Directions for this task —
Note how many lines in the following material mention "SecurityPrice", then give that number by itself.

*** Opening Extracted entries ***

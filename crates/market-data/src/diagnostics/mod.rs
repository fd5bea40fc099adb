//! Diagnostic events for data quality problems.
//!
//! Soft failures (a single missing point inside a valid series) never fail an
//! operation; they are reported here instead. Hard failures caused by a
//! missing array are reported here as well before the error is returned.
//!
//! The crate does not deliver events anywhere itself. Plug in a
//! [`DiagnosticSink`] to forward them to an error tracker; the default
//! [`LogSink`] writes them to the `log` facade.

use std::fmt;
use std::sync::{Arc, Mutex};

use chrono::NaiveDate;
use log::{error, warn};

/// Event severity.
#[derive(Clone, Copy, Debug, Eq, PartialEq)]
pub enum Severity {
    /// A point was skipped; the operation still succeeded.
    Warning,
    /// The operation failed.
    Error,
}

/// What the event is about.
#[derive(Clone, Debug, Eq, PartialEq)]
pub enum Subject {
    Symbol(String),
    Pair { from: String, to: String },
}

impl Subject {
    pub fn symbol(symbol: impl Into<String>) -> Self {
        Self::Symbol(symbol.into())
    }

    pub fn pair(from: impl Into<String>, to: impl Into<String>) -> Self {
        Self::Pair {
            from: from.into(),
            to: to.into(),
        }
    }
}

impl fmt::Display for Subject {
    fn fmt(&self, f: &mut fmt::Formatter<'_>) -> fmt::Result {
        match self {
            Self::Symbol(symbol) => f.write_str(symbol),
            Self::Pair { from, to } => write!(f, "{}/{}", from, to),
        }
    }
}

/// Context attached to every event.
#[derive(Clone, Debug, Eq, PartialEq)]
pub struct DiagnosticContext {
    pub subject: Subject,
    /// Date of the offending point, when known
    pub date: Option<NaiveDate>,
}

/// A classified data quality event.
#[derive(Clone, Debug, Eq, PartialEq)]
pub struct DiagnosticEvent {
    pub severity: Severity,
    pub message: String,
    pub context: DiagnosticContext,
}

impl DiagnosticEvent {
    pub fn warning(message: impl Into<String>, subject: Subject, date: Option<NaiveDate>) -> Self {
        Self {
            severity: Severity::Warning,
            message: message.into(),
            context: DiagnosticContext { subject, date },
        }
    }

    pub fn error(message: impl Into<String>, subject: Subject, date: Option<NaiveDate>) -> Self {
        Self {
            severity: Severity::Error,
            message: message.into(),
            context: DiagnosticContext { subject, date },
        }
    }
}

/// Receiver for diagnostic events.
pub trait DiagnosticSink: Send + Sync {
    fn record(&self, event: DiagnosticEvent);
}

impl<T: DiagnosticSink + ?Sized> DiagnosticSink for Arc<T> {
    fn record(&self, event: DiagnosticEvent) {
        (**self).record(event)
    }
}

/// Writes events to the `log` facade.
#[derive(Clone, Copy, Debug, Default)]
pub struct LogSink;

impl DiagnosticSink for LogSink {
    fn record(&self, event: DiagnosticEvent) {
        let date = event
            .context
            .date
            .map(|d| d.to_string())
            .unwrap_or_else(|| "-".to_string());

        match event.severity {
            Severity::Warning => warn!(
                "{} (subject: {}, date: {})",
                event.message, event.context.subject, date
            ),
            Severity::Error => error!(
                "{} (subject: {}, date: {})",
                event.message, event.context.subject, date
            ),
        }
    }
}

/// Keeps events in memory.
#[derive(Debug, Default)]
pub struct MemorySink {
    events: Mutex<Vec<DiagnosticEvent>>,
}

impl MemorySink {
    pub fn new() -> Self {
        Self::default()
    }

    /// Snapshot of the events recorded so far.
    pub fn events(&self) -> Vec<DiagnosticEvent> {
        self.events
            .lock()
            .unwrap_or_else(|poisoned| poisoned.into_inner())
            .clone()
    }

    pub fn len(&self) -> usize {
        self.events
            .lock()
            .unwrap_or_else(|poisoned| poisoned.into_inner())
            .len()
    }

    pub fn is_empty(&self) -> bool {
        self.len() == 0
    }
}

impl DiagnosticSink for MemorySink {
    fn record(&self, event: DiagnosticEvent) {
        self.events
            .lock()
            .unwrap_or_else(|poisoned| poisoned.into_inner())
            .push(event);
    }
}
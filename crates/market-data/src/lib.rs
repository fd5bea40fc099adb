//! Ledgerfeed Market Data Crate
//!
//! Fetches exchange rates, security prices, security metadata and search
//! results from Yahoo Finance and normalizes them into typed records.
//!
//! # Architecture
//!
//! ```text
//! +------------------+
//! | Provider facade  |  (ExchangeRateProvider, SecurityProvider)
//! +------------------+
//!          |
//!          v
//! +------------------+     +------------------+
//! |   Query client   | <-- | Session manager  |  (cookie + crumb)
//! +------------------+     +------------------+
//!          |
//!          v
//! +------------------+
//! |    Normalizer    |  (raw payload -> canonical records)
//! +------------------+
//!          |
//!          v
//! +------------------+     +------------------+
//! |    Classifier    | --> | Diagnostic sink  |
//! +------------------+     +------------------+
//! ```
//!
//! # Failure model
//!
//! A missing request, session or whole array fails the operation. A single
//! missing point inside a series is skipped and reported to the
//! [`DiagnosticSink`]; the operation still succeeds.
//!
//! # Core Types
//!
//! - [`ExchangeRate`] - Daily rate between two currencies
//! - [`SecurityPrice`] - Daily price of a security
//! - [`SecuritySearchResult`] - Search hit with country and logo
//! - [`SecurityInfo`] - Descriptive security metadata
//! - [`UsageSnapshot`] - Requests issued against the plan allowance

pub mod classifier;
pub mod config;
pub mod diagnostics;
pub mod errors;
pub mod models;
pub mod provider;
pub mod transport;

pub use config::YahooConfig;
pub use diagnostics::{DiagnosticEvent, DiagnosticSink, LogSink, MemorySink, Severity, Subject};
pub use errors::{ErrorKind, FailureTier, MarketDataError};
pub use models::{ExchangeRate, SecurityInfo, SecurityPrice, SecuritySearchResult, UsageSnapshot};

pub use provider::yahoo::client::{BatchResult, QueryClient, SymbolBatch, SymbolOutcome};
pub use provider::yahoo::session::{Session, SessionManager};
pub use provider::yahoo::{fx_pair_symbol, YahooProvider};
pub use provider::{ExchangeRateProvider, MarketDataProvider, SecurityProvider};

pub use transport::{HttpTransport, ReplayTransport, ReqwestTransport};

*** Closing Extracted entries ***

Solution to the exercise —
2